(Work order):
When the word "placeholder" appears in a line of the data below, list that line.

(Provided records):
use crate::diagnostic::{Diagnostic, Diagnostics};
use crate::library::{self, Export, Member, LIBRARY_PATH};
use crate::parser::{Item, Postfix};
use crate::token::Op;
use std::ops::Range;

/// Bound ast nodes for the expressions. Every name has been resolved: the
/// parameter is `Parameter`, constants are values and calls point at their
/// library export.
#[derive(Debug, Clone)]
pub enum Ast {
    /// The function parameter
    Parameter,
    /// A constant value
    Value(f64),
    /// -<arg>
    Neg(Box<Ast>),
    /// <left> + <right>
    Add(Box<Ast>, Box<Ast>),
    /// <left> - <right>
    Sub(Box<Ast>, Box<Ast>),
    /// <left> * <right>
    Mul(Box<Ast>, Box<Ast>),
    /// <left> / <right>
    Div(Box<Ast>, Box<Ast>),
    /// <left> % <right>
    Rem(Box<Ast>, Box<Ast>),
    /// <left> ^ <right>
    Exp(Box<Ast>, Box<Ast>),
    /// fn(<arg>)
    Unary(&'static Export, Box<Ast>),
    /// fn(<left>, <right>)
    Binary(&'static Export, Box<Ast>, Box<Ast>),
}

impl PartialEq<Self> for Ast {
    fn eq(&self, other: &Self) -> bool {
        match (self, other) {
            (Ast::Parameter, Ast::Parameter) => true,
            (Ast::Value(v), Ast::Value(v2)) => v.to_le_bytes() == v2.to_le_bytes(),
            (Ast::Neg(a), Ast::Neg(a2)) => a == a2,
            (Ast::Add(a, b), Ast::Add(a2, b2)) => a == a2 && b == b2,
            (Ast::Sub(a, b), Ast::Sub(a2, b2)) => a == a2 && b == b2,
            (Ast::Mul(a, b), Ast::Mul(a2, b2)) => a == a2 && b == b2,
            (Ast::Div(a, b), Ast::Div(a2, b2)) => a == a2 && b == b2,
            (Ast::Rem(a, b), Ast::Rem(a2, b2)) => a == a2 && b == b2,
            (Ast::Exp(a, b), Ast::Exp(a2, b2)) => a == a2 && b == b2,
            (Ast::Unary(f, a), Ast::Unary(f2, a2)) => f.name == f2.name && a == a2,
            (Ast::Binary(f, a, b), Ast::Binary(f2, a2, b2)) => {
                f.name == f2.name && a == a2 && b == b2
            }
            _ => false,
        }
    }
}

/// Names visible to an expression
pub struct Scope<'a> {
    pub parameter: &'a str,
    pub imports: &'a [&'a str],
}

impl<'a> Scope<'a> {
    /// Resolve a `module::member` path to a library export
    fn export(&self, path: &str, span: &Range<usize>) -> Result<&'static Export, Diagnostic> {
        let (module, member) = match path.split_once("::") {
            Some(parts) => parts,
            None => {
                return Err(Diagnostic::error(
                    "CF0101",
                    format!("the name '{}' does not exist in the current context", path),
                    span.clone(),
                ))
            }
        };
        if module != LIBRARY_PATH || !self.imports.contains(&module) {
            return Err(Diagnostic::error(
                "CF0102",
                format!("could not find module '{}'; is an import missing?", module),
                span.clone(),
            ));
        }
        library::lookup(member).ok_or_else(|| {
            Diagnostic::error(
                "CF0101",
                format!("module '{}' has no member named '{}'", module, member),
                span.clone(),
            )
        })
    }

    fn name(&self, name: &str, span: &Range<usize>) -> Result<Ast, Diagnostic> {
        if name == self.parameter {
            return Ok(Ast::Parameter);
        }
        let export = self.export(name, span)?;
        match export.member {
            Member::Constant(value) => Ok(Ast::Value(value)),
            Member::Unary(_) | Member::Binary(_) => Err(Diagnostic::error(
                "CF0105",
                format!("function '{}' is used like a value; it must be called", name),
                span.clone(),
            )),
        }
    }

    fn call(&self, name: &str, mut args: Vec<Ast>, span: &Range<usize>) -> Result<Ast, Diagnostic> {
        if name == self.parameter {
            return Err(not_callable(name, span));
        }
        let export = self.export(name, span)?;
        let expected = export.arity().ok_or_else(|| not_callable(name, span))?;
        if args.len() != expected {
            return Err(Diagnostic::error(
                "CF0103",
                format!(
                    "function '{}' takes {} argument{} but {} were supplied",
                    name,
                    expected,
                    if expected == 1 { "" } else { "s" },
                    args.len()
                ),
                span.clone(),
            ));
        }
        let right = args.pop();
        let left = args.pop();
        match (export.member, left, right) {
            (Member::Unary(_), None, Some(arg)) => Ok(Ast::Unary(export, Box::new(arg))),
            (Member::Binary(_), Some(left), Some(right)) => {
                Ok(Ast::Binary(export, Box::new(left), Box::new(right)))
            }
            _ => Err(not_callable(name, span)),
        }
    }
}

fn not_callable(name: &str, span: &Range<usize>) -> Diagnostic {
    Diagnostic::error(
        "CF0104",
        format!("'{}' is not a function and cannot be called", name),
        span.clone(),
    )
}

impl Ast {
    /// Construct the AST for a vector of items in reverse polish notation,
    /// resolving names in `scope`.
    ///
    /// Resolution problems do not stop the construction: a failed node is
    /// replaced by a placeholder so that every unknown name gets reported.
    /// Returns `None` only if the items do not form a single expression.
    pub fn from_postfix(
        items: Vec<Item>,
        scope: &Scope,
        diagnostics: &mut Diagnostics,
    ) -> Option<Self> {
        let mut stack: Vec<Self> = Vec::new();

        for Item { node, span } in items {
            let ast = match node {
                Postfix::Number(value) => Self::Value(value),
                Postfix::Name(name) => recover(scope.name(&name, &span), diagnostics),
                Postfix::Op(Op::Neg) => Self::Neg(Box::new(stack.pop()?)),
                Postfix::Op(op) => {
                    let right = Box::new(stack.pop()?);
                    let left = Box::new(stack.pop()?);
                    if matches!(op, Op::Div | Op::Rem) && is_literal_zero(&right) {
                        diagnostics.push(Diagnostic::warning(
                            "CF0202",
                            "division by constant zero",
                            span.clone(),
                        ));
                    }
                    match op {
                        Op::Plus => Self::Add(left, right),
                        Op::Minus => Self::Sub(left, right),
                        Op::Mul => Self::Mul(left, right),
                        Op::Div => Self::Div(left, right),
                        Op::Rem => Self::Rem(left, right),
                        Op::Exp => Self::Exp(left, right),
                        Op::Neg => unreachable!("prefix operator handled above"),
                    }
                }
                Postfix::Call(name, count) => {
                    if stack.len() < count {
                        return None;
                    }
                    let args = stack.split_off(stack.len() - count);
                    recover(scope.call(&name, args, &span), diagnostics)
                }
            };
            stack.push(ast);
        }

        let ast = stack.pop()?;
        if stack.is_empty() {
            Some(ast)
        } else {
            None
        }
    }

    /// If the AST node correspond to a constant, get `Some(constant)`. Else,
    /// get `None`
    pub fn value(&self) -> Option<f64> {
        if let Self::Value(value) = *self {
            Some(value)
        } else {
            None
        }
    }

    /// Check if the expression reads the parameter
    pub fn uses_parameter(&self) -> bool {
        match self {
            Self::Parameter => true,
            Self::Value(_) => false,
            Self::Neg(arg) | Self::Unary(_, arg) => arg.uses_parameter(),
            Self::Add(left, right)
            | Self::Sub(left, right)
            | Self::Mul(left, right)
            | Self::Div(left, right)
            | Self::Rem(left, right)
            | Self::Exp(left, right)
            | Self::Binary(_, left, right) => left.uses_parameter() || right.uses_parameter(),
        }
    }

    /// Optimize the AST by doing constants propagation
    pub fn optimize(self) -> Self {
        match self {
            Self::Parameter | Self::Value(_) => self,
            Self::Neg(arg) => {
                let arg = arg.optimize();
                if let Some(arg) = arg.value() {
                    return Self::Value(-arg);
                }
                return Self::Neg(Box::new(arg));
            }
            Self::Unary(export, arg) => {
                let arg = arg.optimize();
                if let (Member::Unary(func), Some(arg)) = (export.member, arg.value()) {
                    return Self::Value(func(arg));
                }
                return Self::Unary(export, Box::new(arg));
            }
            Self::Binary(export, left, right) => {
                let left = left.optimize();
                let right = right.optimize();
                if let (Member::Binary(func), Some(l), Some(r)) =
                    (export.member, left.value(), right.value())
                {
                    return Self::Value(func(l, r));
                }
                return Self::Binary(export, Box::new(left), Box::new(right));
            }
            Self::Add(left, right) => fold(left, right, Self::Add, |l, r| l + r),
            Self::Sub(left, right) => fold(left, right, Self::Sub, |l, r| l - r),
            Self::Mul(left, right) => fold(left, right, Self::Mul, |l, r| l * r),
            Self::Div(left, right) => fold(left, right, Self::Div, |l, r| l / r),
            Self::Rem(left, right) => fold(left, right, Self::Rem, |l, r| (library::REM)(l, r)),
            Self::Exp(left, right) => fold(left, right, Self::Exp, |l, r| (library::POW)(l, r)),
        }
    }
}

/// Check if `ast` is a zero literal, possibly with signs in front of it
fn is_literal_zero(ast: &Ast) -> bool {
    match *ast {
        Ast::Value(value) => value == 0.0,
        Ast::Neg(ref arg) => is_literal_zero(arg),
        _ => false,
    }
}

/// Record a resolution failure and stand in a placeholder for the node
fn recover(result: Result<Ast, Diagnostic>, diagnostics: &mut Diagnostics) -> Ast {
    result.unwrap_or_else(|diagnostic| {
        diagnostics.push(diagnostic);
        Ast::Value(f64::NAN)
    })
}

fn fold(
    left: Box<Ast>,
    right: Box<Ast>,
    node: fn(Box<Ast>, Box<Ast>) -> Ast,
    apply: impl Fn(f64, f64) -> f64,
) -> Ast {
    let left = left.optimize();
    let right = right.optimize();
    if let Some(left) = left.value() {
        if let Some(right) = right.value() {
            return Ast::Value(apply(left, right));
        }
    }
    return node(Box::new(left), Box::new(right));
}

#[cfg(test)]
mod tests {
    use super::{Ast, Scope};
    use crate::diagnostic::Diagnostics;
    use crate::lexer::Lexer;
    use crate::library;
    use crate::parser::Parser;
    use test_case::test_case;

    const SCOPE: Scope = Scope {
        parameter: "x",
        imports: &["math"],
    };

    fn bind(input: &str) -> (Option<Ast>, Diagnostics) {
        let (tokens, _) = Lexer::new(input).tokenize();
        let items = Parser::new(tokens, input.len()).parse().unwrap();
        let mut diagnostics = Diagnostics::new();
        let ast = Ast::from_postfix(items, &SCOPE, &mut diagnostics);
        (ast, diagnostics)
    }

    fn codes(input: &str) -> Vec<&'static str> {
        bind(input).1.iter().map(|d| d.code).collect()
    }

    #[test]
    // Verifies that we have reduced the input to a single value token when possible
    fn optimize() {
        let ast = bind("3 + 5").0.unwrap().optimize();
        assert_eq!(ast.value(), Some(8.0));

        let ast = bind("(3 + 5^2)*45").0.unwrap().optimize();
        assert_eq!(ast.value(), Some(1260.0));

        let ast = bind("math::sqrt(9)").0.unwrap().optimize();
        assert_eq!(ast.value(), Some(3.0));

        let ast = bind("math::max(2, 7) % 4").0.unwrap().optimize();
        assert_eq!(ast.value(), Some(3.0));

        let ast = bind("-math::PI").0.unwrap().optimize();
        assert_eq!(ast.value(), Some(-std::f64::consts::PI));
    }

    #[test]
    fn partial_folding() {
        let ast = bind("2 * 3 + x").0.unwrap().optimize();
        assert_eq!(
            ast,
            Ast::Add(Box::new(Ast::Value(6.0)), Box::new(Ast::Parameter))
        );
        assert!(ast.uses_parameter());
    }

    #[test]
    fn calls_are_bound() {
        let ast = bind("math::sin(x)").0.unwrap();
        let sin = library::lookup("sin").unwrap();
        assert_eq!(ast, Ast::Unary(sin, Box::new(Ast::Parameter)));
    }

    #[test_case("banana(x)" => vec!["CF0101"] ; "unknown function")]
    #[test_case("y + 1" => vec!["CF0101"] ; "unknown variable")]
    #[test_case("foo + bar" => vec!["CF0101", "CF0101"] ; "every name is reported")]
    #[test_case("std::sin(x)" => vec!["CF0102"] ; "unknown module")]
    #[test_case("math::banana(x)" => vec!["CF0101"] ; "unknown member")]
    #[test_case("math::atan2(x)" => vec!["CF0103"] ; "too few arguments")]
    #[test_case("math::sin(x, 1)" => vec!["CF0103"] ; "too many arguments")]
    #[test_case("math::PI(2)" => vec!["CF0104"] ; "constant is not callable")]
    #[test_case("x(2)" => vec!["CF0104"] ; "parameter is not callable")]
    #[test_case("math::sin + 1" => vec!["CF0105"] ; "function as a value")]
    #[test_case("x / 0" => vec!["CF0202"] ; "division by zero")]
    #[test_case("x % 0.0" => vec!["CF0202"] ; "remainder by zero")]
    #[test_case("x / -0" => vec!["CF0202"] ; "division by negative zero")]
    #[test_case("x % --0.0" => vec!["CF0202"] ; "remainder by signed zero")]
    #[test_case("x / (1 - 1)" => Vec::<&str>::new() ; "only literal zero is detected")]
    fn diagnostics(input: &str) -> Vec<&'static str> {
        codes(input)
    }

    #[test]
    fn missing_import() {
        let (tokens, _) = Lexer::new("math::sin(x)").tokenize();
        let items = Parser::new(tokens, 12).parse().unwrap();
        let mut diagnostics = Diagnostics::new();
        let scope = Scope {
            parameter: "x",
            imports: &[],
        };
        Ast::from_postfix(items, &scope, &mut diagnostics);
        assert_eq!(diagnostics.as_slice()[0].code, "CF0102");
    }
}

(Task solution):
    /// replaced by a placeholder so that every unknown name gets reported.
/// Record a resolution failure and stand in a placeholder for the node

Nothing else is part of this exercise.